Prediction of subcellular localization

Our probabilistic framework can be also applied to the prediction of subcellular localization. All implementation was the same to the function prediction process except the calculation of functional similarity. The functional similarity was measured with the GO terms from cellular component category in the GO database. We used total 556 GO terms and their annotations. Each interaction thus has different similarity from previous experiments. Comparing to the distribution of interacting pairs with respect to the functional similarity in Figure 1, much larger portion of them have low rates of similarity, which are less than 0.2. For each unknown protein, our algorithm generated a list of subcellular components with prediction confidence. A protein can thus correspond to more than one predicted subcellular component with different confidence rates. The localization prediction results are listed in Table 3 when we use 40 as the threshold of prediction confidence. The localization of YJR033C, YJR091C and YOR076C was predicted with very high confidence, greater than 200.

Table 3.

Localization prediction results for unknown proteins

unknown	predicted subcellular localization		confidence

	ID in MIPS	description
YER070W	755	mitochondria	90.7
YJR033C	750	nucleus	215.9
YJR091C	722	integral membrane/endomembranes	49.6
YJR091C	725	cytoplasm	213.2
YJR091C	770	vacuole	52.1
YLL038C	705	bud	50.0
YML023C	722	integral membrane/endomembranes	119.8
YML023C	750	nucleus	191.3
YNL293W	705	bud	81.0
YNL293W	715	cell periphery	69.6
YNL293W	730	cytoskeleton	54.3
YOR076C	750.05	nucleolus	215.8
YOR076C	755	mitochondria	60.3
YOR231W	705	bud	168.7
YOR231W	715	cell periphery	58.0
YOR231W	730	cytoskeleton	45.3
YOR231W	750	nucleus	88.0

Open in a new tab

For each unknown protein, our probabilistic approach predicted a set of subcellular components with the prediction confidence, log λ. The prediction results, whose confidence is greater than 40, were listed. A protein can have more than one subcellular component predicted with different confidence rates.

Discussion

Through recent advances of high-throughput techniques, a significant amount of protein-protein interaction data have been accumulated. Protein function has been predicted from the interaction data because the evidence of interaction can be interpreted as functional links. However, we observed only a small fraction of current interaction data from major interaction databases are related to functional linkage. The results in Figure 1 indicate that more than or around 60% of interacting protein pairs are not linked by similar functions. In other words, at most 40% of protein pairs have been motivated by similar functions. This rate goes beyond the potential false positives of experimentally determined interactions, claimed in [34]. This observation has been also demonstrated by the limited accuracy of previous function prediction methods, which are based on the connectivity of protein interaction networks, as shown in Figure 6 and Table 1.

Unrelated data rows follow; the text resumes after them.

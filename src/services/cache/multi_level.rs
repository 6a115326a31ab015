//! Two-tier cache: a strict LRU local tier in front of a shared cache.
//!
//! Reads try tier 1, then tier 2, promoting tier-2 hits into tier 1 with the
//! default TTL. Writes go through both tiers. Tier-2 failures on the read
//! path degrade to a miss; on the write path they are returned after tier 1
//! has been updated.
//!
//! A promotion is dropped when any write through this cache started or was
//! still in flight while the tier-2 read ran, so a slow reader never
//! overwrites a newer value or revives a deleted one.

use serde::de::DeserializeOwned;
use serde::Serialize;
use serde_json::Value;
use std::sync::atomic::{AtomicU64, Ordering};
use std::sync::Arc;
use std::time::Duration;
use tokio::sync::Mutex;
use tracing::{debug, warn};

use super::lru::LruTier;
use crate::domain::errors::CacheResult;
use crate::domain::models::{CacheConfig, CacheLevel, CacheStats};
use crate::domain::ports::{namespace_pattern, qualified_key, SharedCache};

#[derive(Debug, Default)]
struct Counters {
    l1_hits: AtomicU64,
    l2_hits: AtomicU64,
    misses: AtomicU64,
    evictions: AtomicU64,
}

impl Counters {
    fn reset(&self) {
        self.l1_hits.store(0, Ordering::Relaxed);
        self.l2_hits.store(0, Ordering::Relaxed);
        self.misses.store(0, Ordering::Relaxed);
        self.evictions.store(0, Ordering::Relaxed);
    }
}

/// Write bookkeeping used to validate tier-2 promotions.
///
/// `begin` runs under the tier-1 lock together with the tier-1 mutation.
#[derive(Debug, Default)]
struct WriteEpoch {
    epoch: AtomicU64,
    in_flight: AtomicU64,
}

impl WriteEpoch {
    fn begin(&self) -> WriteTicket<'_> {
        self.in_flight.fetch_add(1, Ordering::SeqCst);
        self.epoch.fetch_add(1, Ordering::SeqCst);
        WriteTicket(self)
    }

    fn snapshot(&self) -> u64 {
        self.epoch.load(Ordering::SeqCst)
    }

    fn unchanged_since(&self, snapshot: u64) -> bool {
        // in_flight first: a finished write bumps epoch before leaving
        self.in_flight.load(Ordering::SeqCst) == 0
            && self.epoch.load(Ordering::SeqCst) == snapshot
    }
}

/// Marks a write in flight until dropped, including on cancellation.
struct WriteTicket<'a>(&'a WriteEpoch);

impl Drop for WriteTicket<'_> {
    fn drop(&mut self) {
        self.0.epoch.fetch_add(1, Ordering::SeqCst);
        self.0.in_flight.fetch_sub(1, Ordering::SeqCst);
    }
}

/// Local LRU tier backed by a [`SharedCache`].
pub struct MultiLevelCache {
    l1: Mutex<LruTier>,
    l2: Arc<dyn SharedCache>,
    default_ttl: Duration,
    counters: Counters,
    writes: WriteEpoch,
}

impl MultiLevelCache {
    pub fn new(l2: Arc<dyn SharedCache>, config: &CacheConfig) -> Self {
        Self {
            l1: Mutex::new(LruTier::new(config.l1_max_size)),
            l2,
            default_ttl: config.default_ttl(),
            counters: Counters::default(),
            writes: WriteEpoch::default(),
        }
    }

    /// Create with default configuration.
    pub fn with_defaults(l2: Arc<dyn SharedCache>) -> Self {
        Self::new(l2, &CacheConfig::default())
    }

    fn record_evictions(&self, evicted: u64) {
        if evicted > 0 {
            self.counters.evictions.fetch_add(evicted, Ordering::Relaxed);
            debug!(evicted, "Evicted least recently used entries");
        }
    }

    /// Copy a tier-2 value into tier 1 unless a write raced the read or a
    /// live entry already exists.
    async fn promote(&self, key: &str, namespace: &str, value: Value, snapshot: u64) -> bool {
        let qualified = qualified_key(namespace, key);
        let mut l1 = self.l1.lock().await;
        if !self.writes.unchanged_since(snapshot) || l1.contains(&qualified) {
            debug!(key, namespace, "Skipped promotion of possibly stale tier-2 value");
            return false;
        }
        let evicted = l1.insert(qualified, namespace, value, self.default_ttl);
        drop(l1);
        self.record_evictions(evicted);
        true
    }

    /// Fetch a value.
    pub async fn get(&self, key: &str, namespace: &str) -> Option<Value> {
        self.get_with_level(key, namespace).await.0
    }

    /// Fetch a value and report which tier served it.
    pub async fn get_with_level(&self, key: &str, namespace: &str) -> (Option<Value>, CacheLevel) {
        let snapshot = {
            let mut l1 = self.l1.lock().await;
            if let Some(value) = l1.get(&qualified_key(namespace, key)) {
                self.counters.l1_hits.fetch_add(1, Ordering::Relaxed);
                return (Some(value), CacheLevel::L1);
            }
            self.writes.snapshot()
        };

        match self.l2.get(key, namespace).await {
            Ok(Some(value)) => {
                self.counters.l2_hits.fetch_add(1, Ordering::Relaxed);
                self.promote(key, namespace, value.clone(), snapshot).await;
                (Some(value), CacheLevel::L2)
            }
            Ok(None) => {
                self.counters.misses.fetch_add(1, Ordering::Relaxed);
                (None, CacheLevel::Miss)
            }
            Err(e) => {
                warn!(key, namespace, error = %e, "Shared cache read failed, treating as miss");
                self.counters.misses.fetch_add(1, Ordering::Relaxed);
                (None, CacheLevel::Miss)
            }
        }
    }

    /// Write through both tiers. `None` uses the default TTL.
    ///
    /// Tier 1 is updated before tier 2. If the tier-2 write fails the error
    /// is returned, but the value stays in this process's tier 1 until it
    /// expires or is evicted, while other instances never see it.
    pub async fn set(
        &self,
        key: &str,
        value: Value,
        ttl: Option<Duration>,
        namespace: &str,
    ) -> CacheResult<()> {
        let ttl = ttl.unwrap_or(self.default_ttl);
        let _write = {
            let mut l1 = self.l1.lock().await;
            let ticket = self.writes.begin();
            let evicted = l1.insert(qualified_key(namespace, key), namespace, value.clone(), ttl);
            self.record_evictions(evicted);
            ticket
        };
        self.l2.set(key, value, Some(ttl), namespace).await
    }

    /// Delete from both tiers. True if either tier held the key.
    pub async fn delete(&self, key: &str, namespace: &str) -> CacheResult<bool> {
        let (_write, in_l1) = {
            let mut l1 = self.l1.lock().await;
            let ticket = self.writes.begin();
            (ticket, l1.remove(&qualified_key(namespace, key)))
        };
        let in_l2 = self.l2.delete(key, namespace).await?;
        Ok(in_l1 || in_l2)
    }

    /// Drop every key of `namespace` from both tiers.
    ///
    /// Tier 2 is cleared through [`namespace_pattern`], which reaches entries
    /// written by other processes and escapes glob characters in the name.
    pub async fn invalidate_namespace(&self, namespace: &str) -> CacheResult<u64> {
        let (_write, l1_removed) = {
            let mut l1 = self.l1.lock().await;
            let ticket = self.writes.begin();
            (ticket, l1.remove_namespace(namespace))
        };
        let l2_removed = self
            .l2
            .invalidate_pattern(&namespace_pattern(namespace))
            .await?;

        debug!(namespace, l1_removed, l2_removed, "Namespace invalidated");
        Ok(l1_removed + l2_removed)
    }

    /// Clear both tiers.
    pub async fn flush_all(&self) -> CacheResult<u64> {
        let (_write, l1_removed) = {
            let mut l1 = self.l1.lock().await;
            let ticket = self.writes.begin();
            (ticket, l1.clear())
        };
        let l2_removed = self.l2.flush_all().await?;
        Ok(l1_removed + l2_removed)
    }

    /// Pull `(key, namespace)` pairs from tier 2 into tier 1.
    ///
    /// Returns how many keys were found in tier 2. A key is not overwritten
    /// when tier 1 already holds it or a write raced its read.
    pub async fn warmup<K, N>(&self, keys: &[(K, N)]) -> usize
    where
        K: AsRef<str>,
        N: AsRef<str>,
    {
        let mut warmed = 0;
        for (key, namespace) in keys {
            let (key, namespace) = (key.as_ref(), namespace.as_ref());
            let snapshot = {
                let _l1 = self.l1.lock().await;
                self.writes.snapshot()
            };
            match self.l2.get(key, namespace).await {
                Ok(Some(value)) => {
                    self.promote(key, namespace, value, snapshot).await;
                    warmed += 1;
                }
                Ok(None) => {}
                Err(e) => {
                    warn!(key, namespace, error = %e, "Shared cache read failed during warmup");
                }
            }
        }
        debug!(requested = keys.len(), warmed, "Cache warmup finished");
        warmed
    }

    pub async fn get_stats(&self) -> CacheStats {
        let (l1_size, l1_max_size) = {
            let l1 = self.l1.lock().await;
            (l1.len(), l1.max_size())
        };

        CacheStats::from_counters(
            self.counters.l1_hits.load(Ordering::Relaxed),
            self.counters.l2_hits.load(Ordering::Relaxed),
            self.counters.misses.load(Ordering::Relaxed),
            self.counters.evictions.load(Ordering::Relaxed),
            l1_size,
            l1_max_size,
        )
    }

    pub fn reset_stats(&self) {
        self.counters.reset();
    }

    /// Number of entries currently in tier 1.
    pub async fn l1_len(&self) -> usize {
        self.l1.lock().await.len()
    }

    /// Fetch and deserialize a value.
    pub async fn get_as<T: DeserializeOwned>(
        &self,
        key: &str,
        namespace: &str,
    ) -> CacheResult<Option<T>> {
        match self.get(key, namespace).await {
            Some(value) => Ok(Some(serde_json::from_value(value)?)),
            None => Ok(None),
        }
    }

    /// Serialize and store a value.
    pub async fn set_as<T: Serialize>(
        &self,
        key: &str,
        value: &T,
        ttl: Option<Duration>,
        namespace: &str,
    ) -> CacheResult<()> {
        self.set(key, serde_json::to_value(value)?, ttl, namespace)
            .await
    }
}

Our function prediction algorithm uses a probabilistic formula derived from functional similarity between proteins that interact with each other. The functional similarity can be measured using the structure or annotations from Gene Ontology (GO). Various measurements for the functional similarity were evaluated in terms of functional co-occurrence and consistency of interacting pairs. The experimental results in Figure 2, 3 and 4 show that the annotation-based method performs the assessment of similarity better than the structure-based method. It indicates that the current GO structure itself is an imperfect resource to identify functional linkage. In our experiments, function prediction has been conducted with yeast protein-protein interaction data. However, our probabilistic framework can be well-applicable to higher-level organisms because of its efficiency.

Conclusion

Functional characterization of proteome is a central goal in the field of Bioinformatics. The experimentally determined protein-protein interactions are crucial data sources to uncover the functional knowledge of uncharacterized proteins. However, a pre-process to assess the functional linkage of interacting proteins from current interaction data is required for predicting protein function successfully.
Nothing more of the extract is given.